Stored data

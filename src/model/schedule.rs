//! Execution schedule: cycle detection and ordering of solve units.

use std::cmp::Reverse;
use std::collections::{BinaryHeap, HashSet};

use petgraph::algo::tarjan_scc;
use petgraph::graph::{DiGraph, NodeIndex};

use super::graph::Graph;
use super::types::{ComponentId, Kind};
use crate::error::{MdoError, Result};
use crate::solver::{SolverConfig, Strategy};

/// A set of components executed or solved together.
#[derive(Debug, Clone, PartialEq)]
pub struct Unit {
    pub name: String,
    /// Members in insertion order
    pub members: Vec<ComponentId>,
    /// Solved iteratively by a nonlinear solver
    pub coupled: bool,
    /// Declared with [`Graph::add_group`]
    pub designated: bool,
    pub solver: Option<SolverConfig>,
}

impl Unit {
    /// Solver settings for this unit, falling back to `default`.
    pub fn config<'a>(&'a self, default: &'a SolverConfig) -> &'a SolverConfig {
        self.solver.as_ref().unwrap_or(default)
    }
}

/// Ordered solve units of a graph.
#[derive(Debug, Clone, Default, PartialEq)]
pub struct Schedule {
    pub units: Vec<Unit>,
}

impl Schedule {
    /// Partition the graph into units and order them by data dependency.
    ///
    /// Strongly connected components, self-loops and implicit components
    /// become coupled units; designated groups absorb their members. Units
    /// with no mutual dependency run in order of their lowest component id.
    pub fn build(graph: &Graph, default: &SolverConfig) -> Result<Self> {
        let n = graph.components().len();

        let mut dag: DiGraph<ComponentId, ()> = DiGraph::with_capacity(n, graph.connections().len());
        for entry in graph.components() {
            dag.add_node(entry.id);
        }
        let mut self_loops = HashSet::new();
        let mut edges = HashSet::new();
        for conn in graph.connections() {
            let from = graph.registry().variable(conn.source).owner;
            let to = graph.registry().variable(conn.target).owner;
            if from == to {
                self_loops.insert(from);
            }
            if edges.insert((from, to)) {
                dag.add_edge(NodeIndex::new(from.0), NodeIndex::new(to.0), ());
            }
        }

        let mut units: Vec<Unit> = Vec::new();
        let mut unit_of: Vec<Option<usize>> = vec![None; n];

        for group in graph.groups() {
            for &member in &group.members {
                unit_of[member.0] = Some(units.len());
            }
            units.push(Unit {
                name: group.name.clone(),
                members: group.members.clone(),
                coupled: true,
                designated: true,
                solver: group.solver.clone(),
            });
        }

        let mut sccs = tarjan_scc(&dag);
        for scc in &mut sccs {
            scc.sort();
        }
        sccs.sort_by_key(|scc| scc.first().map(|n| n.index()));

        for scc in sccs {
            let members: Vec<ComponentId> = scc.iter().map(|n| dag[*n]).collect();
            let cyclic = members.len() > 1 || self_loops.contains(&members[0]);

            if cyclic {
                let owners: HashSet<Option<usize>> = members.iter().map(|m| unit_of[m.0]).collect();
                if owners.len() > 1 {
                    return Err(MdoError::CycleAcrossGroups {
                        message: format!(
                            "cycle through {} is not contained in a single group",
                            names(graph, &members)
                        ),
                    });
                }
            }
            if unit_of[members[0].0].is_some() {
                continue;
            }

            let implicit = members
                .iter()
                .any(|&m| graph.component(m).kind == Kind::Implicit);
            let name = if members.len() > 1 {
                format!("cycle_{}", graph.component(members[0]).name)
            } else {
                graph.component(members[0]).name.clone()
            };
            for &member in &members {
                unit_of[member.0] = Some(units.len());
            }
            units.push(Unit {
                name,
                members,
                coupled: cyclic || implicit,
                designated: false,
                solver: None,
            });
        }

        let order = order_units(&units, &unit_of, &edges)?;
        let mut slots: Vec<Option<Unit>> = units.into_iter().map(Some).collect();
        let units: Vec<Unit> = order.into_iter().filter_map(|u| slots[u].take()).collect();

        check_solvability(graph, &units, default)?;
        Ok(Self { units })
    }

    /// Unit names in execution order.
    pub fn names(&self) -> Vec<&str> {
        self.units.iter().map(|u| u.name.as_str()).collect()
    }

    pub fn len(&self) -> usize {
        self.units.len()
    }

    pub fn is_empty(&self) -> bool {
        self.units.is_empty()
    }
}

fn names(graph: &Graph, members: &[ComponentId]) -> String {
    members
        .iter()
        .map(|&m| graph.component(m).name.as_str())
        .collect::<Vec<_>>()
        .join(" -> ")
}

/// Kahn's algorithm over the condensed unit graph, lowest member id first.
fn order_units(
    units: &[Unit],
    unit_of: &[Option<usize>],
    edges: &HashSet<(ComponentId, ComponentId)>,
) -> Result<Vec<usize>> {
    let mut successors: Vec<HashSet<usize>> = vec![HashSet::new(); units.len()];
    let mut in_degree = vec![0usize; units.len()];
    for &(from, to) in edges {
        if let (Some(a), Some(b)) = (unit_of[from.0], unit_of[to.0]) {
            if a != b && successors[a].insert(b) {
                in_degree[b] += 1;
            }
        }
    }

    let key = |u: usize| units[u].members.iter().min().map_or(usize::MAX, |m| m.0);
    let mut ready: BinaryHeap<Reverse<(usize, usize)>> = (0..units.len())
        .filter(|&u| in_degree[u] == 0)
        .map(|u| Reverse((key(u), u)))
        .collect();

    let mut order = Vec::with_capacity(units.len());
    while let Some(Reverse((_, u))) = ready.pop() {
        order.push(u);
        for &next in &successors[u] {
            in_degree[next] -= 1;
            if in_degree[next] == 0 {
                ready.push(Reverse((key(next), next)));
            }
        }
    }

    if order.len() < units.len() {
        let stuck: Vec<&str> = (0..units.len())
            .filter(|&u| in_degree[u] > 0)
            .map(|u| units[u].name.as_str())
            .collect();
        return Err(MdoError::CycleAcrossGroups {
            message: format!(
                "units {} depend on each other through components outside their groups",
                stuck.join(", ")
            ),
        });
    }
    Ok(order)
}

/// Gauss-Seidel can only converge implicit members that solve themselves.
fn check_solvability(graph: &Graph, units: &[Unit], default: &SolverConfig) -> Result<()> {
    for unit in units.iter().filter(|u| u.coupled) {
        if unit.config(default).strategy != Strategy::GaussSeidel {
            continue;
        }
        for &member in &unit.members {
            let entry = graph.component(member);
            if entry.kind == Kind::Implicit && !entry.component().can_solve_nonlinear() {
                let output = entry
                    .outputs
                    .first()
                    .map(|&v| graph.registry().variable(v).name.clone())
                    .unwrap_or_default();
                return Err(MdoError::UnsolvedResidual {
                    component: entry.name.clone(),
                    output,
                    message: format!(
                        "unit '{}' uses Gauss-Seidel and the component has no local solve",
                        unit.name
                    ),
                });
            }
        }
    }
    Ok(())
}

#[cfg(test)]
mod tests {
    use super::*;
    use crate::components::{ExecComp, IndepVar, Node};

    fn exec(g: &mut Graph, name: &str, expr: &str) {
        g.add_component(name, ExecComp::new(&[expr]).unwrap()).unwrap();
    }

    #[test]
    fn test_chain_runs_in_dependency_order() {
        let mut g = Graph::new();
        exec(&mut g, "b", "z = 2*y");
        exec(&mut g, "a", "y = 2*x");
        g.add_component("src", IndepVar::default().with_output("x", 3.0, None))
            .unwrap();
        g.connect("src.x", "a.x").unwrap();
        g.connect("a.y", "b.y").unwrap();

        let schedule = Schedule::build(&g, &SolverConfig::default()).unwrap();
        assert_eq!(schedule.names(), vec!["src", "a", "b"]);
        assert!(schedule.units.iter().all(|u| !u.coupled));
    }

    #[test]
    fn test_independent_units_keep_insertion_order() {
        let mut g = Graph::new();
        exec(&mut g, "first", "y = 2*x");
        exec(&mut g, "second", "y = 3*x");
        exec(&mut g, "third", "y = 4*x");
        let schedule = Schedule::build(&g, &SolverConfig::default()).unwrap();
        assert_eq!(schedule.names(), vec!["first", "second", "third"]);
    }

    #[test]
    fn test_cycle_becomes_coupled_unit() {
        let mut g = Graph::new();
        exec(&mut g, "pre", "x0 = 1.0");
        exec(&mut g, "a", "y = 0.5*x + 1");
        exec(&mut g, "b", "x = 0.5*y + 1");
        exec(&mut g, "post", "w = 2*y");
        g.connect("a.y", "b.y").unwrap();
        g.connect("b.x", "a.x").unwrap();
        g.connect("a.y", "post.y").unwrap();

        let schedule = Schedule::build(&g, &SolverConfig::default()).unwrap();
        assert_eq!(schedule.names(), vec!["pre", "cycle_a", "post"]);
        let cycle = &schedule.units[1];
        assert!(cycle.coupled);
        assert!(!cycle.designated);
        assert_eq!(cycle.members, vec![ComponentId(1), ComponentId(2)]);
    }

    #[test]
    fn test_implicit_component_is_coupled() {
        let mut g = Graph::new();
        g.add_component("n1", Node::new(1, 1)).unwrap();
        let schedule = Schedule::build(&g, &SolverConfig::default()).unwrap();
        assert!(schedule.units[0].coupled);
    }

    #[test]
    fn test_group_absorbs_members() {
        let mut g = Graph::new();
        exec(&mut g, "a", "y = 0.5*x + 1");
        exec(&mut g, "b", "x = 0.5*y + 1");
        g.connect("a.y", "b.y").unwrap();
        g.connect("b.x", "a.x").unwrap();
        g.add_group("mda", &["b", "a"], Some(SolverConfig::gauss_seidel()))
            .unwrap();

        let schedule = Schedule::build(&g, &SolverConfig::default()).unwrap();
        assert_eq!(schedule.names(), vec!["mda"]);
        let unit = &schedule.units[0];
        assert!(unit.designated);
        assert_eq!(unit.members, vec![ComponentId(0), ComponentId(1)]);
        assert_eq!(
            unit.config(&SolverConfig::default()).strategy,
            Strategy::GaussSeidel
        );
    }

    #[test]
    fn test_cycle_crossing_group_is_rejected() {
        let mut g = Graph::new();
        exec(&mut g, "a", "y = 0.5*x + 1");
        exec(&mut g, "b", "x = 0.5*y + 1");
        g.connect("a.y", "b.y").unwrap();
        g.connect("b.x", "a.x").unwrap();
        g.add_group("half", &["a"], None).unwrap();

        let err = Schedule::build(&g, &SolverConfig::default()).unwrap_err();
        assert!(matches!(err, MdoError::CycleAcrossGroups { .. }));
    }

    #[test]
    fn test_group_round_trip_through_outsider_is_rejected() {
        let mut g = Graph::new();
        exec(&mut g, "a", "y = 2*x");
        exec(&mut g, "outside", "u = y + 1");
        exec(&mut g, "c", "w = u*3");
        g.connect("a.y", "outside.y").unwrap();
        g.connect("outside.u", "c.u").unwrap();
        g.add_group("g", &["a", "c"], None).unwrap();

        let err = Schedule::build(&g, &SolverConfig::default()).unwrap_err();
        assert!(matches!(err, MdoError::CycleAcrossGroups { .. }));
    }

    #[test]
    fn test_gauss_seidel_cannot_converge_node() {
        let mut g = Graph::new();
        g.add_component("n1", Node::new(1, 1)).unwrap();
        let err = Schedule::build(&g, &SolverConfig::gauss_seidel()).unwrap_err();
        match err {
            MdoError::UnsolvedResidual { component, output, .. } => {
                assert_eq!(component, "n1");
                assert_eq!(output, "V");
            }
            other => panic!("unexpected error: {other}"),
        }
    }
}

### Exercise prompt
Copy out each line of the data above, exactly, if it lies between the line holding "for &(from, to)" and the line holding "in_degree[u] > 0)", inclusive; copy no other line.

### Answer space
    for &(from, to) in edges {
        if let (Some(a), Some(b)) = (unit_of[from.0], unit_of[to.0]) {
            if a != b && successors[a].insert(b) {
                in_degree[b] += 1;
            }
        }
    }

    let key = |u: usize| units[u].members.iter().min().map_or(usize::MAX, |m| m.0);
    let mut ready: BinaryHeap<Reverse<(usize, usize)>> = (0..units.len())
        .filter(|&u| in_degree[u] == 0)
        .map(|u| Reverse((key(u), u)))
        .collect();

    let mut order = Vec::with_capacity(units.len());
    while let Some(Reverse((_, u))) = ready.pop() {
        order.push(u);
        for &next in &successors[u] {
            in_degree[next] -= 1;
            if in_degree[next] == 0 {
                ready.push(Reverse((key(next), next)));
            }
        }
    }

    if order.len() < units.len() {
        let stuck: Vec<&str> = (0..units.len())
            .filter(|&u| in_degree[u] > 0)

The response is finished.